═════ Excerpted data ═════

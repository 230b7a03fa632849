//! Error types for bridge operations
//!
//! The ingestion loop absorbs every failure at the component boundary, so
//! these errors are reported and logged but never propagate out of the
//! steady-state path. The retriable classification decides whether a
//! component simply tries again on the next tick.

use thiserror::Error;

/// Main error type for bridge operations
#[derive(Error, Debug)]
pub enum BridgeError {
    // ===== Configuration Store Errors =====
    /// Storage-layer fault while persisting a namespace
    #[error("Failed to persist namespace '{namespace}': {reason}")]
    StoreWriteFailed {
        /// Namespace being written
        namespace: String,
        /// Failure reason
        reason: String,
    },

    /// Unknown configuration namespace
    #[error("Unknown configuration namespace: {0}")]
    UnknownNamespace(String),

    // ===== Radio Errors =====
    /// Radio transceiver did not come up
    #[error("Radio bring-up failed after {attempts} attempts: {reason}")]
    RadioBringUpFailed {
        /// Attempts made before giving up
        attempts: u32,
        /// Last failure reason
        reason: String,
    },

    /// Radio read error
    #[error("Radio read error: {0}")]
    RadioRead(String),

    // ===== Network Errors =====
    /// Wireless association failed
    #[error("Network association failed: {0}")]
    AssociationFailed(String),

    /// Wireless association did not finish within the startup budget
    #[error("Network association timed out after {attempts} attempts")]
    AssociationTimeout {
        /// Attempts made before giving up
        attempts: u32,
    },

    // ===== Bus Errors =====
    /// Broker connect attempt failed
    #[error("Bus connect failed: {0}")]
    BusConnectFailed(String),

    /// Connect attempt exceeded its timeout
    #[error("Bus connect timed out after {duration_ms}ms")]
    BusConnectTimeout {
        /// Timeout duration in milliseconds
        duration_ms: u64,
    },

    /// Publish failed on an established session
    #[error("Bus publish failed: {0}")]
    BusPublishFailed(String),

    /// Session dropped by the broker or transport
    #[error("Bus session lost: {0}")]
    BusSessionLost(String),

    // ===== General Errors =====
    /// Payload serialization failed
    #[error("Serialization error: {0}")]
    Serialize(#[from] serde_json::Error),

    /// Channel closed (loop shut down)
    #[error("Channel closed")]
    ChannelClosed,

    /// IO error wrapper
    #[error("IO error: {0}")]
    Io(#[from] std::io::Error),
}

impl BridgeError {
    /// Check if this error is recoverable by retrying on a later tick
    pub fn is_retriable(&self) -> bool {
        matches!(
            self,
            BridgeError::RadioRead(_)
                | BridgeError::AssociationFailed(_)
                | BridgeError::BusConnectFailed(_)
                | BridgeError::BusConnectTimeout { .. }
                | BridgeError::BusPublishFailed(_)
                | BridgeError::BusSessionLost(_)
        )
    }

    /// Get an error code for logging
    pub fn error_code(&self) -> &'static str {
        match self {
            BridgeError::StoreWriteFailed { .. } => "STORE_WRITE_FAILED",
            BridgeError::UnknownNamespace(_) => "UNKNOWN_NAMESPACE",
            BridgeError::RadioBringUpFailed { .. } => "RADIO_BRING_UP_FAILED",
            BridgeError::RadioRead(_) => "RADIO_READ",
            BridgeError::AssociationFailed(_) => "ASSOCIATION_FAILED",
            BridgeError::AssociationTimeout { .. } => "ASSOCIATION_TIMEOUT",
            BridgeError::BusConnectFailed(_) => "BUS_CONNECT_FAILED",
            BridgeError::BusConnectTimeout { .. } => "BUS_CONNECT_TIMEOUT",
            BridgeError::BusPublishFailed(_) => "BUS_PUBLISH_FAILED",
            BridgeError::BusSessionLost(_) => "BUS_SESSION_LOST",
            BridgeError::Serialize(_) => "SERIALIZE_ERROR",
            BridgeError::ChannelClosed => "CHANNEL_CLOSED",
            BridgeError::Io(_) => "IO_ERROR",
        }
    }
}

/// Result type alias for bridge operations
pub type Result<T> = std::result::Result<T, BridgeError>;

// Conversion from rumqttc client errors
impl From<rumqttc::ClientError> for BridgeError {
    fn from(err: rumqttc::ClientError) -> Self {
        BridgeError::BusPublishFailed(err.to_string())
    }
}

// Conversion from rumqttc connection errors
impl From<rumqttc::ConnectionError> for BridgeError {
    fn from(err: rumqttc::ConnectionError) -> Self {
        BridgeError::BusSessionLost(err.to_string())
    }
}

#[cfg(test)]
mod tests {
    use super::*;

    #[test]
    fn test_error_codes() {
        let err = BridgeError::BusConnectFailed("refused".to_string());
        assert_eq!(err.error_code(), "BUS_CONNECT_FAILED");
    }

    #[test]
    fn test_is_retriable() {
        assert!(BridgeError::BusConnectTimeout { duration_ms: 5000 }.is_retriable());
        assert!(BridgeError::RadioRead("noise".to_string()).is_retriable());
        assert!(!BridgeError::UnknownNamespace("misc".to_string()).is_retriable());
    }

    #[test]
    fn test_store_write_message() {
        let err = BridgeError::StoreWriteFailed {
            namespace: "bus".to_string(),
            reason: "disk full".to_string(),
        };
        assert!(err.to_string().contains("bus"));
        assert!(err.to_string().contains("disk full"));
    }
}
//! Radio link interface
//!
//! The physical LoRa transceiver is an external capability behind the
//! [`RadioLink`] trait: bring the radio up on a frequency with a shared
//! channel-isolation code, then poll (non-blocking) for complete inbound
//! frames carrying signal-strength metadata.
//!
//! The link is one-way and best-effort: there is no acknowledgement and
//! the bridge never transmits.

use async_trait::async_trait;
use bytes::Bytes;
use std::collections::VecDeque;
use std::net::SocketAddr;
use std::time::Duration;
use tokio::net::UdpSocket;
use tracing::{debug, info, warn};

use crate::config::RadioSettings;
use crate::error::{BridgeError, Result};

/// One received radio frame: the opaque payload plus the measured signal
/// strength of the transmission that carried it.
///
/// Ownership transfers into the bus publish call; frames are never retained.
#[derive(Debug, Clone, PartialEq, Eq)]
pub struct RadioFrame {
    /// Raw payload, forwarded byte-for-byte
    pub payload: Bytes,
    /// Received signal strength in dBm
    pub rssi: i32,
}

/// Trait for radio transceiver drivers
#[async_trait]
pub trait RadioLink: Send {
    /// Initialize the transceiver on `frequency_hz` with the shared
    /// channel-isolation code. May be called again after a failure.
    async fn begin(&mut self, frequency_hz: u64, isolation_code: u8) -> Result<()>;

    /// Check for a complete inbound frame
    ///
    /// Returns `None` immediately when nothing has arrived. Must never
    /// block: the ingestion loop calls this every tick.
    async fn poll_frame(&mut self) -> Result<Option<RadioFrame>>;

    /// Driver name (for logging)
    fn name(&self) -> &str;
}

/// Bring the radio up with bounded retries and a delay between attempts
///
/// Startup-only: the steady-state loop never calls this.
pub async fn bring_up_blocking(
    radio: &mut dyn RadioLink,
    settings: &RadioSettings,
    max_attempts: u32,
    retry_delay: Duration,
) -> Result<()> {
    let mut last_reason = String::new();
    for attempt in 1..=max_attempts {
        match radio
            .begin(settings.frequency_hz, settings.isolation_code)
            .await
        {
            Ok(()) => {
                info!(
                    driver = radio.name(),
                    frequency_hz = settings.frequency_hz,
                    isolation_code = format_args!("0x{:02X}", settings.isolation_code),
                    "Radio link up"
                );
                return Ok(());
            }
            Err(e) => {
                warn!(attempt, error = %e, "Radio bring-up attempt failed");
                last_reason = e.to_string();
                tokio::time::sleep(retry_delay).await;
            }
        }
    }

    Err(BridgeError::RadioBringUpFailed {
        attempts: max_attempts,
        reason: last_reason,
    })
}

/// UDP development transport
///
/// Stands in for the transceiver on hosts without radio hardware: each
/// datagram received on the bound port is one frame. The reported signal
/// strength is a fixed placeholder since there is no RF measurement.
pub struct UdpRadio {
    bind_addr: SocketAddr,
    socket: Option<UdpSocket>,
    reported_rssi: i32,
    buf: Vec<u8>,
}

impl UdpRadio {
    /// Maximum accepted datagram size; matches a generous LoRa payload cap
    pub const MAX_FRAME: usize = 512;

    /// Create a transport bound to `bind_addr` on `begin`
    pub fn new(bind_addr: SocketAddr) -> Self {
        Self {
            bind_addr,
            socket: None,
            reported_rssi: -50,
            buf: vec![0u8; Self::MAX_FRAME],
        }
    }

    /// Override the placeholder signal strength
    pub fn with_reported_rssi(mut self, rssi: i32) -> Self {
        self.reported_rssi = rssi;
        self
    }
}

#[async_trait]
impl RadioLink for UdpRadio {
    async fn begin(&mut self, frequency_hz: u64, isolation_code: u8) -> Result<()> {
        let socket = UdpSocket::bind(self.bind_addr).await?;
        debug!(
            addr = %self.bind_addr,
            frequency_hz,
            isolation_code,
            "UDP radio stand-in listening"
        );
        self.socket = Some(socket);
        Ok(())
    }

    async fn poll_frame(&mut self) -> Result<Option<RadioFrame>> {
        let Some(socket) = self.socket.as_ref() else {
            return Err(BridgeError::RadioRead("radio not initialized".to_string()));
        };

        match socket.try_recv_from(&mut self.buf) {
            Ok((len, _peer)) => Ok(Some(RadioFrame {
                payload: Bytes::copy_from_slice(&self.buf[..len]),
                rssi: self.reported_rssi,
            })),
            Err(e) if e.kind() == std::io::ErrorKind::WouldBlock => Ok(None),
            Err(e) => Err(BridgeError::RadioRead(e.to_string())),
        }
    }

    fn name(&self) -> &str {
        "UdpRadio"
    }
}

/// Scriptable in-memory radio for tests
#[derive(Debug, Default)]
pub struct MockRadio {
    frames: VecDeque<RadioFrame>,
    begun: Option<(u64, u8)>,
    fail_begins: u32,
}

impl MockRadio {
    /// Create an empty mock
    pub fn new() -> Self {
        Self::default()
    }

    /// Queue a frame for the next poll
    pub fn push_frame(&mut self, payload: impl Into<Bytes>, rssi: i32) {
        self.frames.push_back(RadioFrame {
            payload: payload.into(),
            rssi,
        });
    }

    /// Make the next `n` begin calls fail
    pub fn fail_next_begins(&mut self, n: u32) {
        self.fail_begins = n;
    }

    /// Frequency and isolation code the mock was begun with
    pub fn begun_with(&self) -> Option<(u64, u8)> {
        self.begun
    }
}

#[async_trait]
impl RadioLink for MockRadio {
    async fn begin(&mut self, frequency_hz: u64, isolation_code: u8) -> Result<()> {
        if self.fail_begins > 0 {
            self.fail_begins -= 1;
            return Err(BridgeError::RadioRead("simulated begin failure".to_string()));
        }
        self.begun = Some((frequency_hz, isolation_code));
        Ok(())
    }

    async fn poll_frame(&mut self) -> Result<Option<RadioFrame>> {
        if self.begun.is_none() {
            return Err(BridgeError::RadioRead("radio not initialized".to_string()));
        }
        Ok(self.frames.pop_front())
    }

    fn name(&self) -> &str {
        "MockRadio"
    }
}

═════

- [What you will do] Out of the entries, report each line that contains the word "tests".

- [The answer]
mod tests {
/// Scriptable in-memory radio for tests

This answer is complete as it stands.